Mengyu Ye

Ph.D. student @ Tohoku University Fundamental AI lab.

sea_prof_pic.jpg

ye.mengyu.s1 [at] dc.tohoku.ac.jp

I am a 2nd-year Ph.D. student in NLP at the Fundamental AI lab (member of the Tohoku NLP Group) at Tohoku University, advised by Prof. Jun Suzuki. I am also a Google PhD Fellow. My research centers on the evaluation of large language models — in particular, evaluation reliability and the faithfulness of chain-of-thought (CoT) reasoning. I combine controlled experiments with causal methods to characterize how models reason, how reliably we can measure it, and where they fail.

My work focuses on uncovering overlooked failure modes in reasoning and its evaluation, and on validating their underlying mechanisms, with resulting publications at NeurIPS, ACL, and EMNLP. A central aim is to develop tools and methodologies that make both model capabilities and the metrics used to assess them more predictable, reliable, and controllable.

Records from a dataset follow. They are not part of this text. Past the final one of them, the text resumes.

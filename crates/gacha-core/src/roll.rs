//! Roll log records.
//!
//! Every roll appends exactly one [`RollTransaction`] and one
//! [`CollectionItem`] sharing the same transaction id, regardless of
//! outcome. Both are append-only.

use chrono::{DateTime, Utc};
use serde::{Deserialize, Serialize};

use crate::ids::{CardId, CollectionId, TransactionId, UserId};

/// The ledger entry for one roll.
#[derive(Debug, Clone, PartialEq, Eq, Serialize, Deserialize)]
pub struct RollTransaction {
    /// Unique id generated for this roll.
    pub transaction_id: TransactionId,

    /// The card that was drawn.
    pub card_id: CardId,

    /// The user who rolled.
    pub requested_by: UserId,

    /// The collection the roll landed in.
    pub collection_id: CollectionId,

    /// When the roll happened.
    pub timestamp: DateTime<Utc>,
}

/// One card landing in a collection.
///
/// `new_addition` is computed at roll time from the collection's existing
/// items and never changes retroactively.
#[derive(Debug, Clone, PartialEq, Eq, Serialize, Deserialize)]
pub struct CollectionItem {
    /// The roll that produced this item.
    pub transaction_id: TransactionId,

    /// The collection the item belongs to.
    pub collection_id: CollectionId,

    /// The card that was drawn.
    pub card_id: CardId,

    /// Card art, denormalized from the catalog at roll time.
    pub image_url: String,

    /// True iff this card had never previously appeared in this collection.
    pub new_addition: bool,
}

#[cfg(test)]
mod tests {
    use super::*;

    #[test]
    fn collection_item_serde_field_names() {
        let item = CollectionItem {
            transaction_id: TransactionId::generate(),
            collection_id: CollectionId::generate(),
            card_id: CardId::new("3").unwrap(),
            image_url: "https://cards.example/3.png".into(),
            new_addition: true,
        };
        let json = serde_json::to_value(&item).unwrap();
        assert_eq!(json["new_addition"], true);
        assert_eq!(json["card_id"], "3");
        let back: CollectionItem = serde_json::from_value(json).unwrap();
        assert_eq!(back, item);
    }

    #[test]
    fn roll_transaction_serde_roundtrip() {
        let roll = RollTransaction {
            transaction_id: TransactionId::generate(),
            card_id: CardId::new("3").unwrap(),
            requested_by: UserId::new("user-a").unwrap(),
            collection_id: CollectionId::generate(),
            timestamp: Utc::now(),
        };
        let json = serde_json::to_string(&roll).unwrap();
        let back: RollTransaction = serde_json::from_str(&json).unwrap();
        assert_eq!(back, roll);
    }
}
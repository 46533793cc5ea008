//! Roll engine and stats aggregator for the gacha card collector.
//!
//! This crate is the workflow core sitting between the façades (HTTP, chat
//! bot) and the storage layer:
//!
//! - [`RollEngine`] draws a random card, records the roll's effect set
//!   through the store's atomic commit, and reports the outcome.
//! - [`StatsAggregator`] composes the read-side queries into one snapshot.
//!
//! Both operate on an already-resolved user: provisioning is the façade's
//! explicit `ensure_user` step, never a side effect of rolling or reading
//! stats.

#![forbid(unsafe_code)]
#![warn(missing_docs)]
#![warn(clippy::all)]
#![warn(clippy::pedantic)]

pub mod draw;
pub mod roll;
pub mod stats;

pub use draw::{DrawSource, ScriptedDraw, ThreadRngDraw};
pub use roll::{RollConfig, RollEngine, RollOutcome};
pub use stats::{StatsAggregator, StatsSnapshot, RECENT_ROLL_LIMIT};
//! Uniform draw sources.
//!
//! The roll engine samples a catalog offset through this trait so that
//! production uses the thread RNG while tests script exact draws.

use std::collections::VecDeque;
use std::sync::{Mutex, PoisonError};

use rand::Rng;

/// A source of uniform random integers.
pub trait DrawSource: Send + Sync {
    /// Return a uniform integer in `[0, bound)`. Callers guarantee
    /// `bound >= 1`.
    fn draw(&self, bound: u64) -> u64;
}

/// Production draw source backed by the thread-local RNG.
#[derive(Debug, Default, Clone, Copy)]
pub struct ThreadRngDraw;

impl DrawSource for ThreadRngDraw {
    fn draw(&self, bound: u64) -> u64 {
        rand::thread_rng().gen_range(0..bound)
    }
}

/// Deterministic draw source that replays a scripted sequence.
///
/// Each draw pops the next scripted value, clamped into range; once the
/// script is exhausted it keeps returning offset zero.
pub struct ScriptedDraw {
    script: Mutex<VecDeque<u64>>,
}

impl ScriptedDraw {
    /// Script the given sequence of offsets.
    pub fn new(offsets: impl IntoIterator<Item = u64>) -> Self {
        Self {
            script: Mutex::new(offsets.into_iter().collect()),
        }
    }
}

impl DrawSource for ScriptedDraw {
    fn draw(&self, bound: u64) -> u64 {
        let mut script = self
            .script
            .lock()
            .unwrap_or_else(PoisonError::into_inner);
        script.pop_front().unwrap_or(0).min(bound - 1)
    }
}
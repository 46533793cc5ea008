//! Gacha Service - HTTP API for the card collector.
//!
//! This is the main entry point for the gacha service.

use std::sync::Arc;

use tracing_subscriber::{layer::SubscriberExt, util::SubscriberInitExt};

use gacha_service::{create_router, AppState, ServiceConfig};
use gacha_store::PgStore;

#[tokio::main]
async fn main() -> Result<(), Box<dyn std::error::Error>> {
    // Initialize tracing
    tracing_subscriber::registry()
        .with(
            tracing_subscriber::EnvFilter::try_from_default_env()
                .unwrap_or_else(|_| "info,gacha=debug".into()),
        )
        .with(tracing_subscriber::fmt::layer())
        .init();

    tracing::info!("Starting Gacha Service");

    // Load configuration from environment
    let config = ServiceConfig::from_env();

    tracing::info!(
        listen_addr = %config.listen_addr,
        duplicate_reward = %config.duplicate_reward,
        "Service configuration loaded"
    );

    // Connect to PostgreSQL and run migrations
    tracing::info!("Connecting to PostgreSQL");
    let store = Arc::new(PgStore::connect(&config.database_url).await?);

    // Build app state
    let state = AppState::new(store, config.clone());

    // Create the router
    let app = create_router(state);
    tracing::info!("Router configured with all API endpoints");

    // Start HTTP server
    tracing::info!(listen_addr = %config.listen_addr, "Starting HTTP server");
    let listener = tokio::net::TcpListener::bind(&config.listen_addr).await?;
    axum::serve(listener, app).await?;

    Ok(())
}
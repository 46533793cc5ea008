//! PostgreSQL storage implementation.
//!
//! All access goes through parameterized queries; optional filters are
//! expressed as `($n IS NULL OR column = $n)` predicates rather than
//! assembled query text. The roll write set runs in a single transaction
//! with a `FOR UPDATE` lock on the user row, which serializes concurrent
//! rolls by the same user and keeps the duplicate check consistent with its
//! insert.

use sqlx::postgres::{PgPool, PgPoolOptions};

use gacha_core::{Card, CardId, CollectionId, CollectionItem, RollTransaction, User, UserId};

use crate::error::{Result, StoreError};
use crate::filter::{CollectedCardFilter, RollTransactionFilter};
use crate::{RollDraft, RollReceipt, Store};

/// Maximum connections held by the pool.
const MAX_POOL_CONNECTIONS: u32 = 10;

/// PostgreSQL-backed storage implementation.
#[derive(Clone)]
pub struct PgStore {
    pool: PgPool,
}

impl PgStore {
    /// Connect to the database and run pending migrations.
    ///
    /// # Errors
    ///
    /// Returns an error if the database is unreachable or a migration fails.
    pub async fn connect(database_url: &str) -> Result<Self> {
        let pool = PgPoolOptions::new()
            .max_connections(MAX_POOL_CONNECTIONS)
            .connect(database_url)
            .await?;

        sqlx::migrate!("./migrations")
            .run(&pool)
            .await
            .map_err(|e| StoreError::Database(e.to_string()))?;

        Ok(Self { pool })
    }

    /// Wrap an existing pool (migrations are the caller's concern).
    #[must_use]
    pub fn from_pool(pool: PgPool) -> Self {
        Self { pool }
    }
}

// =============================================================================
// Row types
// =============================================================================

#[derive(sqlx::FromRow)]
struct UserRow {
    user_id: String,
    current_collection_id: uuid::Uuid,
    coin_balance: i64,
}

impl TryFrom<UserRow> for User {
    type Error = StoreError;

    fn try_from(row: UserRow) -> Result<Self> {
        Ok(Self {
            user_id: UserId::new(row.user_id).map_err(decode)?,
            current_collection_id: CollectionId::from_uuid(row.current_collection_id),
            coin_balance: row.coin_balance,
        })
    }
}

#[derive(sqlx::FromRow)]
struct CardRow {
    card_id: String,
    image_url: String,
}

impl TryFrom<CardRow> for Card {
    type Error = StoreError;

    fn try_from(row: CardRow) -> Result<Self> {
        Ok(Self {
            card_id: CardId::new(row.card_id).map_err(decode)?,
            image_url: row.image_url,
        })
    }
}

#[derive(sqlx::FromRow)]
struct RollRow {
    transaction_id: uuid::Uuid,
    card_id: String,
    requested_by: String,
    collection_id: uuid::Uuid,
    timestamp: chrono::DateTime<chrono::Utc>,
}

impl TryFrom<RollRow> for RollTransaction {
    type Error = StoreError;

    fn try_from(row: RollRow) -> Result<Self> {
        Ok(Self {
            transaction_id: gacha_core::TransactionId::from_uuid(row.transaction_id),
            card_id: CardId::new(row.card_id).map_err(decode)?,
            requested_by: UserId::new(row.requested_by).map_err(decode)?,
            collection_id: CollectionId::from_uuid(row.collection_id),
            timestamp: row.timestamp,
        })
    }
}

#[derive(sqlx::FromRow)]
struct ItemRow {
    transaction_id: uuid::Uuid,
    collection_id: uuid::Uuid,
    card_id: String,
    image_url: String,
    new_addition: bool,
}

impl TryFrom<ItemRow> for CollectionItem {
    type Error = StoreError;

    fn try_from(row: ItemRow) -> Result<Self> {
        Ok(Self {
            transaction_id: gacha_core::TransactionId::from_uuid(row.transaction_id),
            collection_id: CollectionId::from_uuid(row.collection_id),
            card_id: CardId::new(row.card_id).map_err(decode)?,
            image_url: row.image_url,
            new_addition: row.new_addition,
        })
    }
}

fn decode(err: impl std::fmt::Display) -> StoreError {
    StoreError::Decode(err.to_string())
}

fn rows_into<R, T>(rows: Vec<R>) -> Result<Vec<T>>
where
    T: TryFrom<R, Error = StoreError>,
{
    rows.into_iter().map(T::try_from).collect()
}

// =============================================================================
// Store implementation
// =============================================================================

#[async_trait::async_trait]
impl Store for PgStore {
    async fn get_user(&self, user_id: &UserId) -> Result<Option<User>> {
        sqlx::query_as::<_, UserRow>(
            "SELECT user_id, current_collection_id, coin_balance \
             FROM users WHERE user_id = $1",
        )
        .bind(user_id.as_str())
        .fetch_optional(&self.pool)
        .await?
        .map(User::try_from)
        .transpose()
    }

    async fn ensure_user(&self, user: &User) -> Result<User> {
        let inserted = sqlx::query_as::<_, UserRow>(
            "INSERT INTO users (user_id, current_collection_id, coin_balance) \
             VALUES ($1, $2, $3) \
             ON CONFLICT (user_id) DO NOTHING \
             RETURNING user_id, current_collection_id, coin_balance",
        )
        .bind(user.user_id.as_str())
        .bind(user.current_collection_id.as_uuid())
        .bind(user.coin_balance)
        .fetch_optional(&self.pool)
        .await?;

        if let Some(row) = inserted {
            return row.try_into();
        }

        // Lost the insert race (or the user already existed): fetch the row
        // that won.
        self.get_user(&user.user_id)
            .await?
            .ok_or_else(|| StoreError::NotFound {
                entity: "user",
                id: user.user_id.to_string(),
            })
    }

    async fn coin_balance(&self, user_id: &UserId) -> Result<Option<i64>> {
        let balance: Option<i64> =
            sqlx::query_scalar("SELECT coin_balance FROM users WHERE user_id = $1")
                .bind(user_id.as_str())
                .fetch_optional(&self.pool)
                .await?;
        Ok(balance)
    }

    async fn list_cards(&self) -> Result<Vec<Card>> {
        let rows = sqlx::query_as::<_, CardRow>(
            "SELECT card_id, image_url FROM cards_rollable ORDER BY card_id",
        )
        .fetch_all(&self.pool)
        .await?;
        rows_into(rows)
    }

    async fn get_card(&self, card_id: &CardId) -> Result<Option<Card>> {
        sqlx::query_as::<_, CardRow>(
            "SELECT card_id, image_url FROM cards_rollable WHERE card_id = $1",
        )
        .bind(card_id.as_str())
        .fetch_optional(&self.pool)
        .await?
        .map(Card::try_from)
        .transpose()
    }

    async fn count_cards(&self) -> Result<u64> {
        let count: i64 = sqlx::query_scalar("SELECT COUNT(*) FROM cards_rollable")
            .fetch_one(&self.pool)
            .await?;
        Ok(u64::try_from(count).unwrap_or_default())
    }

    async fn card_at(&self, offset: u64) -> Result<Option<Card>> {
        let offset =
            i64::try_from(offset).map_err(|_| decode(format!("offset out of range: {offset}")))?;
        sqlx::query_as::<_, CardRow>(
            "SELECT card_id, image_url FROM cards_rollable \
             ORDER BY card_id LIMIT 1 OFFSET $1",
        )
        .bind(offset)
        .fetch_optional(&self.pool)
        .await?
        .map(Card::try_from)
        .transpose()
    }

    async fn list_collected(&self, filter: &CollectedCardFilter) -> Result<Vec<CollectionItem>> {
        let rows = sqlx::query_as::<_, ItemRow>(
            "SELECT transaction_id, collection_id, card_id, image_url, new_addition \
             FROM collected_cards \
             WHERE ($1::uuid IS NULL OR collection_id = $1) \
               AND ($2::text IS NULL OR card_id = $2) \
               AND ($3::bool OR new_addition)",
        )
        .bind(filter.collection_id.map(|id| *id.as_uuid()))
        .bind(filter.card_id.as_ref().map(CardId::as_str))
        .bind(filter.include_duplicates)
        .fetch_all(&self.pool)
        .await?;
        rows_into(rows)
    }

    async fn list_rolls(&self, filter: &RollTransactionFilter) -> Result<Vec<RollTransaction>> {
        let rows = sqlx::query_as::<_, RollRow>(
            "SELECT transaction_id, card_id, requested_by, collection_id, timestamp \
             FROM roll_transactions \
             WHERE ($1::text IS NULL OR requested_by = $1) \
               AND ($2::uuid IS NULL OR collection_id = $2) \
             ORDER BY timestamp",
        )
        .bind(filter.user_id.as_ref().map(UserId::as_str))
        .bind(filter.collection_id.map(|id| *id.as_uuid()))
        .fetch_all(&self.pool)
        .await?;
        rows_into(rows)
    }

    async fn recent_rolls(
        &self,
        user_id: &UserId,
        collection_id: CollectionId,
        limit: u32,
    ) -> Result<Vec<CollectionItem>> {
        // The subquery establishes recency order; the ordinal carries that
        // order through the join back to collection items.
        let rows = sqlx::query_as::<_, ItemRow>(
            "SELECT c.transaction_id, c.collection_id, c.card_id, c.image_url, c.new_addition \
             FROM collected_cards c \
             JOIN (SELECT transaction_id, \
                          row_number() OVER (ORDER BY timestamp DESC) AS ord \
                   FROM roll_transactions \
                   WHERE requested_by = $1 AND collection_id = $2 \
                   ORDER BY timestamp DESC \
                   LIMIT $3) recent USING (transaction_id) \
             ORDER BY recent.ord",
        )
        .bind(user_id.as_str())
        .bind(collection_id.as_uuid())
        .bind(i64::from(limit))
        .fetch_all(&self.pool)
        .await?;
        rows_into(rows)
    }

    async fn insert_roll_transaction(&self, roll: &RollTransaction) -> Result<RollTransaction> {
        let row = sqlx::query_as::<_, RollRow>(
            "INSERT INTO roll_transactions \
             (transaction_id, card_id, requested_by, collection_id, timestamp) \
             VALUES ($1, $2, $3, $4, $5) \
             RETURNING transaction_id, card_id, requested_by, collection_id, timestamp",
        )
        .bind(roll.transaction_id.as_uuid())
        .bind(roll.card_id.as_str())
        .bind(roll.requested_by.as_str())
        .bind(roll.collection_id.as_uuid())
        .bind(roll.timestamp)
        .fetch_one(&self.pool)
        .await?;
        row.try_into()
    }

    async fn commit_roll(&self, draft: &RollDraft) -> Result<RollReceipt> {
        let mut tx = self.pool.begin().await?;

        // Lock the user row for the duration of the write set. Concurrent
        // rolls by the same user queue here, so the duplicate check below
        // cannot race the insert it guards.
        let locked = sqlx::query("SELECT coin_balance FROM users WHERE user_id = $1 FOR UPDATE")
            .bind(draft.user_id.as_str())
            .fetch_optional(&mut *tx)
            .await?;
        if locked.is_none() {
            return Err(StoreError::NotFound {
                entity: "user",
                id: draft.user_id.to_string(),
            });
        }

        let already_collected: bool = sqlx::query_scalar(
            "SELECT EXISTS (SELECT 1 FROM collected_cards \
             WHERE collection_id = $1 AND card_id = $2)",
        )
        .bind(draft.collection_id.as_uuid())
        .bind(draft.card.card_id.as_str())
        .fetch_one(&mut *tx)
        .await?;
        let new_addition = !already_collected;

        sqlx::query(
            "INSERT INTO roll_transactions \
             (transaction_id, card_id, requested_by, collection_id, timestamp) \
             VALUES ($1, $2, $3, $4, $5)",
        )
        .bind(draft.transaction_id.as_uuid())
        .bind(draft.card.card_id.as_str())
        .bind(draft.user_id.as_str())
        .bind(draft.collection_id.as_uuid())
        .bind(draft.timestamp)
        .execute(&mut *tx)
        .await?;

        sqlx::query(
            "INSERT INTO collected_cards \
             (transaction_id, collection_id, card_id, image_url, new_addition) \
             VALUES ($1, $2, $3, $4, $5)",
        )
        .bind(draft.transaction_id.as_uuid())
        .bind(draft.collection_id.as_uuid())
        .bind(draft.card.card_id.as_str())
        .bind(&draft.card.image_url)
        .bind(new_addition)
        .execute(&mut *tx)
        .await?;

        let rewarded = if new_addition {
            0
        } else {
            // Relative update, not a blind overwrite.
            sqlx::query("UPDATE users SET coin_balance = coin_balance + $1 WHERE user_id = $2")
                .bind(draft.reward.amount)
                .bind(draft.user_id.as_str())
                .execute(&mut *tx)
                .await?;

            sqlx::query(
                "INSERT INTO coin_transactions \
                 (transaction_id, roll_transaction_id, amount, payor, payee, timestamp) \
                 VALUES ($1, $2, $3, $4, $5, $6)",
            )
            .bind(draft.reward.coin_transaction_id.as_uuid())
            .bind(draft.transaction_id.as_uuid())
            .bind(draft.reward.amount)
            .bind(&draft.reward.payor)
            .bind(draft.user_id.as_str())
            .bind(draft.timestamp)
            .execute(&mut *tx)
            .await?;

            draft.reward.amount
        };

        tx.commit().await?;

        Ok(RollReceipt {
            new_addition,
            rewarded,
        })
    }
}
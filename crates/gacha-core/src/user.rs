//! User records.

use serde::{Deserialize, Serialize};

use crate::ids::{CollectionId, UserId};

/// A player of the collection game.
///
/// Users are created through an explicit provisioning step; read paths
/// never create them. The active collection id is stable for the life of
/// the user.
#[derive(Debug, Clone, PartialEq, Eq, Serialize, Deserialize)]
pub struct User {
    /// Caller-supplied user id.
    pub user_id: UserId,

    /// The user's active collection.
    pub current_collection_id: CollectionId,

    /// Coin balance. Equals the sum of coin transactions paid to the user.
    pub coin_balance: i64,
}

impl User {
    /// Create a new user with a fresh collection and zero balance.
    #[must_use]
    pub fn new(user_id: UserId) -> Self {
        Self {
            user_id,
            current_collection_id: CollectionId::generate(),
            coin_balance: 0,
        }
    }
}

#[cfg(test)]
mod tests {
    use super::*;

    #[test]
    fn new_user_has_zero_balance_and_fresh_collection() {
        let a = User::new(UserId::new("user-a").unwrap());
        let b = User::new(UserId::new("user-b").unwrap());
        assert_eq!(a.coin_balance, 0);
        assert_ne!(a.current_collection_id, b.current_collection_id);
    }

    #[test]
    fn user_serde_field_names() {
        let user = User::new(UserId::new("user-a").unwrap());
        let json = serde_json::to_value(&user).unwrap();
        assert_eq!(json["user_id"], "user-a");
        assert!(json["current_collection_id"].is_string());
        assert_eq!(json["coin_balance"], 0);

        let back: User = serde_json::from_value(json).unwrap();
        assert_eq!(back, user);
    }
}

I have recently extended this evaluation-centric perspective to diffusion language models, identifying an overlooked failure mode in open-ended generation — the regime where diffusion LMs fall furthest behind autoregressive models — and tracing it to a train–inference mismatch induced by standard training objectives. I also explore agentic systems, applying the same experimental discipline; our deep-research agent received the Best Static Evaluation Prize in the MMU-RAG competition at NeurIPS 2025.

news

Jan 30, 2026 We release a new paper on relaxing positional alignment in masked diffusion LMs, identifying a key failure mode in open-ended generation, now on arXiv.
Dec 08, 2025 Our team won the Best Static Evaluation Prize in the MMU-RAG NeurIPS 2025 Competition.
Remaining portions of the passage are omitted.